Predicting Inpatient Status After Primary Total Knee Arthroplasty in Medicare-Aged Patients

Gronbeck, Christian et al.
Knee

Background

The Centers for Medicare and Medicaid Services (CMS) removed total knee arthroplasty (TKA) from its inpatient only (IPO) list as of January 1, 2018. The purpose of this study was to establish a risk-stratifying nomogram to aid in determining the need for inpatient admission among Medicare-aged patients undergoing primary TKA.

Methods

The American College of Surgeons National Surgical Quality Improvement Program database was queried to identify all patients aged ≥65 years who underwent primary TKA between 2006 and 2015. The primary outcome measure was inpatient admission, as defined by hospital length of stay longer than 2 days. Multiple demographic, comorbid, and perioperative variables were incorporated in a multivariate logistic regression model to yield a risk stratification nomogram.

Results

Sixty-one thousand two hundred eighty-four inpatient and 26,066 outpatient admissions were analyzed. Age >80 years (odds ratio [OR] = 2.27, P < .0001, 95% confidence interval [CI] = 2.13-2.42), simultaneous bilateral TKA (OR = 2.02, P < .0001, 95% CI = 1.77-2.30), dependent functional status (OR = 1.95, P < .0001, 95% CI = 1.62-2.35), metastatic cancer (OR = 1.91, P = .055, 95% CI = 0.99-3.73), and female gender (OR = 1.76, P < .0001, 95% CI = 1.70-1.82) were the greatest determinants of inpatient stay.
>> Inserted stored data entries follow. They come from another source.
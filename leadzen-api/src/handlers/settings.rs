use crate::config::ApiConfig;
use actix_web::{web, HttpResponse, Result};
use leadzen_core::permissions::catalog;
use shared_types::{PermissionPolicy, SettingsResponse};
use std::path::PathBuf;
use std::sync::Arc;

#[derive(Clone)]
pub struct SettingsAppState {
    pub config: Arc<ApiConfig>,
    pub config_path: PathBuf,
}

fn permission_policy(config: &ApiConfig) -> PermissionPolicy {
    let permissions = config.permissions();
    PermissionPolicy {
        required: catalog::required_permissions(),
        optional: catalog::optional_permissions(),
        special: catalog::SPECIAL.iter().copied().map(Into::into).collect(),
        freshness_window_secs: permissions.freshness_window_secs,
        check_timeout_secs: permissions.check_timeout_secs,
        request_timeout_secs: permissions.request_timeout_secs,
    }
}

pub async fn get_settings(data: web::Data<SettingsAppState>) -> Result<HttpResponse> {
    let store = data.config.store();

    Ok(HttpResponse::Ok().json(SettingsResponse {
        config_file_path: data.config_path.to_string_lossy().to_string(),
        page_size: store.page_size,
        load_timeout_secs: store.load_timeout_secs,
        permissions: permission_policy(&data.config),
    }))
}

pub async fn get_permission_policy(data: web::Data<SettingsAppState>) -> Result<HttpResponse> {
    Ok(HttpResponse::Ok().json(permission_policy(&data.config)))
}

#[cfg(test)]
mod tests {
    use super::*;
    use actix_web::{test, App};

    #[actix_web::test]
    async fn test_policy_lists_catalog_sets() {
        let state = SettingsAppState {
            config: Arc::new(ApiConfig::default()),
            config_path: PathBuf::from("/tmp/leadzen/api.toml"),
        };
        let app = test::init_service(
            App::new()
                .app_data(web::Data::new(state))
                .route("/api/permissions", web::get().to(get_permission_policy)),
        )
        .await;

        let req = test::TestRequest::get().uri("/api/permissions").to_request();
        let policy: PermissionPolicy = test::call_and_read_body_json(&app, req).await;

        assert_eq!(policy.required.len(), 3);
        assert_eq!(
            policy.special,
            vec![shared_types::PermissionId::from(catalog::SYSTEM_ALERT_WINDOW)]
        );
        assert_eq!(policy.freshness_window_secs, 5);
    }
}
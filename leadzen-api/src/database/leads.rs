use crate::database::rows::{collect_valid, enum_column, tags_column, tags_to_json};
use crate::database::AsyncDbConnection;
use anyhow::Result;
use rusqlite::{params, OptionalExtension, Row};
use leadzen_core::dedupe_tags;
use shared_types::{CreateLeadRequest, Lead, LeadPriority, LeadStatus, UpdateLeadRequest};

const LEAD_COLUMNS: &str = "id, name, email, phone, company, position, source, status, priority,
        value, notes, tags, created_at, updated_at, last_contacted_at, next_follow_up_at";

fn lead_from_row(row: &Row) -> rusqlite::Result<Lead> {
    Ok(Lead {
        id: row.get(0)?,
        name: row.get(1)?,
        email: row.get(2)?,
        phone: row.get(3)?,
        company: row.get(4)?,
        position: row.get(5)?,
        source: row.get(6)?,
        status: enum_column(row, 7, LeadStatus::parse)?,
        priority: enum_column(row, 8, LeadPriority::parse)?,
        value: row.get(9)?,
        notes: row.get(10)?,
        tags: tags_column(row, 11)?,
        created_at: row.get(12)?,
        updated_at: row.get(13)?,
        last_contacted_at: row.get(14)?,
        next_follow_up_at: row.get(15)?,
    })
}

pub async fn insert_lead(conn: AsyncDbConnection, request: &CreateLeadRequest) -> Result<Lead> {
    let conn = conn.lock().await?;
    let now = chrono::Utc::now().timestamp();
    let status = request.status.unwrap_or(LeadStatus::New);
    let priority = request.priority.unwrap_or(LeadPriority::Medium);
    let source = request.source.clone().unwrap_or_else(|| "manual".to_string());
    let mut tag_list = request.tags.clone();
    dedupe_tags(&mut tag_list);
    let tags = tags_to_json(&tag_list)?;

    let id: i64 = conn.query_row(
        "INSERT INTO leads
         (name, email, phone, company, position, source, status, priority, value, notes, tags,
          created_at, updated_at)
         VALUES (?1, ?2, ?3, ?4, ?5, ?6, ?7, ?8, ?9, ?10, ?11, ?12, ?13)
         RETURNING id",
        params![
            request.name.trim(),
            request.email,
            request.phone,
            request.company,
            request.position,
            source,
            status.as_str(),
            priority.as_str(),
            request.value,
            request.notes,
            tags,
            now,
            now
        ],
        |row| row.get(0),
    )?;

    Ok(Lead {
        id,
        name: request.name.trim().to_string(),
        email: request.email.clone(),
        phone: Some(request.phone.clone()),
        company: request.company.clone(),
        position: request.position.clone(),
        source,
        status,
        priority,
        value: request.value,
        notes: request.notes.clone(),
        tags: tag_list,
        created_at: now,
        updated_at: now,
        last_contacted_at: None,
        next_follow_up_at: None,
    })
}

pub async fn get_lead(conn: AsyncDbConnection, id: i64) -> Result<Option<Lead>> {
    let conn = conn.lock().await?;

    let lead = conn
        .query_row(
            &format!("SELECT {} FROM leads WHERE id = ?1", LEAD_COLUMNS),
            [id],
            lead_from_row,
        )
        .optional()
        .map_err(|e| anyhow::anyhow!("Failed to get lead: {}", e))?;

    Ok(lead)
}

pub async fn list_leads(conn: AsyncDbConnection, limit: usize, offset: usize) -> Result<Vec<Lead>> {
    let conn = conn.lock().await?;

    let mut stmt = conn.prepare(&format!(
        "SELECT {} FROM leads ORDER BY created_at DESC, id DESC LIMIT ?1 OFFSET ?2",
        LEAD_COLUMNS
    ))?;

    let rows = stmt.query_map(params![limit as i64, offset as i64], lead_from_row)?;
    Ok(collect_valid(rows, "leads"))
}

/// Applies the fields that are set in one statement. Returns `None` when no lead has that id.
pub async fn update_lead(
    conn: AsyncDbConnection,
    id: i64,
    request: &UpdateLeadRequest,
) -> Result<Option<Lead>> {
    let conn = conn.lock().await?;
    let now = chrono::Utc::now().timestamp();
    let tags = match &request.tags {
        Some(tags) => {
            let mut tags = tags.clone();
            dedupe_tags(&mut tags);
            Some(tags_to_json(&tags)?)
        }
        None => None,
    };

    let lead = conn
        .query_row(
            &format!(
                "UPDATE leads SET
                    name = COALESCE(?1, name),
                    email = COALESCE(?2, email),
                    phone = COALESCE(?3, phone),
                    company = COALESCE(?4, company),
                    position = COALESCE(?5, position),
                    status = COALESCE(?6, status),
                    priority = COALESCE(?7, priority),
                    value = COALESCE(?8, value),
                    notes = COALESCE(?9, notes),
                    tags = COALESCE(?10, tags),
                    next_follow_up_at = COALESCE(?11, next_follow_up_at),
                    updated_at = ?12
                 WHERE id = ?13
                 RETURNING {}",
                LEAD_COLUMNS
            ),
            params![
                request.name.as_deref().map(str::trim),
                request.email,
                request.phone,
                request.company,
                request.position,
                request.status.map(|s| s.as_str()),
                request.priority.map(|p| p.as_str()),
                request.value,
                request.notes,
                tags,
                request.next_follow_up_at,
                now,
                id
            ],
            lead_from_row,
        )
        .optional()?;

    Ok(lead)
}

/// Deletes the lead and its notes; its calls stay in the history unlinked
pub async fn delete_lead(conn: AsyncDbConnection, id: i64) -> Result<bool> {
    let conn = conn.lock().await?;
    let deleted = conn.execute("DELETE FROM leads WHERE id = ?1", [id])?;
    Ok(deleted > 0)
}

pub async fn count_leads(conn: AsyncDbConnection) -> Result<i64> {
    let conn = conn.lock().await?;
    Ok(conn.query_row("SELECT COUNT(*) FROM leads", [], |row| row.get(0))?)
}

pub async fn touch_last_contacted(conn: AsyncDbConnection, id: i64, at: i64) -> Result<()> {
    let conn = conn.lock().await?;
    conn.execute(
        "UPDATE leads SET last_contacted_at = ?1, updated_at = ?1 WHERE id = ?2",
        params![at, id],
    )?;
    Ok(())
}
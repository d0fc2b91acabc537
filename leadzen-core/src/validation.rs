use regex::Regex;
use shared_types::{CreateLeadRequest, CreateNoteRequest, UpdateLeadRequest};
use std::collections::BTreeMap;
use std::sync::OnceLock;

/// Field name to message. Empty means the form is valid.
pub type ValidationErrors = BTreeMap<&'static str, String>;

const MAX_VALUE: f64 = 999_999_999.0;
const MAX_NOTES: usize = 1000;

fn name_pattern() -> &'static Regex {
    static PATTERN: OnceLock<Regex> = OnceLock::new();
    PATTERN.get_or_init(|| Regex::new(r"^[a-zA-Z\s'-]+$").unwrap())
}

fn email_pattern() -> &'static Regex {
    static PATTERN: OnceLock<Regex> = OnceLock::new();
    PATTERN.get_or_init(|| Regex::new(r"^[^\s@]+@[^\s@]+\.[^\s@]+$").unwrap())
}

fn phone_pattern() -> &'static Regex {
    static PATTERN: OnceLock<Regex> = OnceLock::new();
    PATTERN.get_or_init(|| Regex::new(r"^[\d\s\-()+]+$").unwrap())
}

pub fn validate_lead(lead: &CreateLeadRequest) -> ValidationErrors {
    let mut errors = ValidationErrors::new();

    let checks = [
        ("name", validate_name(&lead.name)),
        ("email", validate_email(lead.email.as_deref())),
        ("phone", validate_phone(&lead.phone)),
        (
            "company",
            validate_length(lead.company.as_deref(), "Company", 2, 100),
        ),
        (
            "position",
            validate_length(lead.position.as_deref(), "Position", 2, 50),
        ),
        ("value", validate_value(lead.value)),
        ("notes", validate_notes(lead.notes.as_deref())),
    ];

    for (field, result) in checks {
        if let Err(message) = result {
            errors.insert(field, message);
        }
    }
    errors
}

/// Checks only the fields an update actually sets
pub fn validate_lead_update(update: &UpdateLeadRequest) -> ValidationErrors {
    let mut errors = ValidationErrors::new();

    let checks = [
        ("name", update.name.as_deref().map(validate_name)),
        (
            "email",
            update.email.as_deref().map(|e| validate_email(Some(e))),
        ),
        ("phone", update.phone.as_deref().map(validate_phone)),
        (
            "company",
            update
                .company
                .as_deref()
                .map(|c| validate_length(Some(c), "Company", 2, 100)),
        ),
        (
            "position",
            update
                .position
                .as_deref()
                .map(|p| validate_length(Some(p), "Position", 2, 50)),
        ),
        ("value", Some(validate_value(update.value))),
        ("notes", Some(validate_notes(update.notes.as_deref()))),
    ];

    for (field, result) in checks {
        if let Some(Err(message)) = result {
            errors.insert(field, message);
        }
    }
    errors
}

pub fn validate_note(note: &CreateNoteRequest) -> ValidationErrors {
    let mut errors = ValidationErrors::new();
    if let Err(message) = validate_note_content(&note.content) {
        errors.insert("content", message);
    }
    errors
}

pub fn validate_note_content(content: &str) -> Result<(), String> {
    let content = content.trim();
    if content.is_empty() {
        return Err("Note cannot be empty".to_string());
    }
    check_bounds(content, "Note", 1, Some(MAX_NOTES))
}

fn validate_name(name: &str) -> Result<(), String> {
    let name = name.trim();
    if name.is_empty() {
        return Err("Name is required".to_string());
    }
    if !name_pattern().is_match(name) {
        return Err("Name must be 2-50 characters and contain only letters".to_string());
    }
    check_bounds(name, "Name", 2, Some(50))
}

fn validate_email(email: Option<&str>) -> Result<(), String> {
    match email.map(str::trim).filter(|e| !e.is_empty()) {
        Some(email) if !email_pattern().is_match(email) => {
            Err("Please enter a valid email address".to_string())
        }
        _ => Ok(()),
    }
}

fn validate_phone(phone: &str) -> Result<(), String> {
    let phone = phone.trim();
    if phone.is_empty() {
        return Err("Phone is required".to_string());
    }
    if !phone_pattern().is_match(phone) {
        return Err("Please enter a valid phone number".to_string());
    }
    check_bounds(phone, "Phone", 10, None)
}

fn validate_length(
    value: Option<&str>,
    label: &str,
    min: usize,
    max: usize,
) -> Result<(), String> {
    match value.map(str::trim).filter(|v| !v.is_empty()) {
        Some(value) => check_bounds(value, label, min, Some(max)),
        None => Ok(()),
    }
}

fn validate_notes(notes: Option<&str>) -> Result<(), String> {
    match notes.map(str::trim) {
        Some(notes) if notes.chars().count() > MAX_NOTES => {
            Err("Notes cannot exceed 1000 characters".to_string())
        }
        _ => Ok(()),
    }
}

fn validate_value(value: Option<f64>) -> Result<(), String> {
    match value {
        Some(v) if !v.is_finite() || v < 0.0 => Err("Value must be at least 0".to_string()),
        Some(v) if v > MAX_VALUE => Err("Value cannot exceed 999999999".to_string()),
        _ => Ok(()),
    }
}

fn check_bounds(value: &str, label: &str, min: usize, max: Option<usize>) -> Result<(), String> {
    let len = value.chars().count();
    if len < min {
        return Err(format!("{} must be at least {} characters", label, min));
    }
    if let Some(max) = max {
        if len > max {
            return Err(format!("{} cannot exceed {} characters", label, max));
        }
    }
    Ok(())
}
The resulting predictive model demonstrated acceptable discrimination and excellent calibration.

Conclusion

Our model enabled a reliable and straightforward identification of the most suitable candidates for inpatient admission in Medicare aged–patients undergoing primary TKA. Larger multicenter studies are necessary to externally validate the proposed predictive nomogram.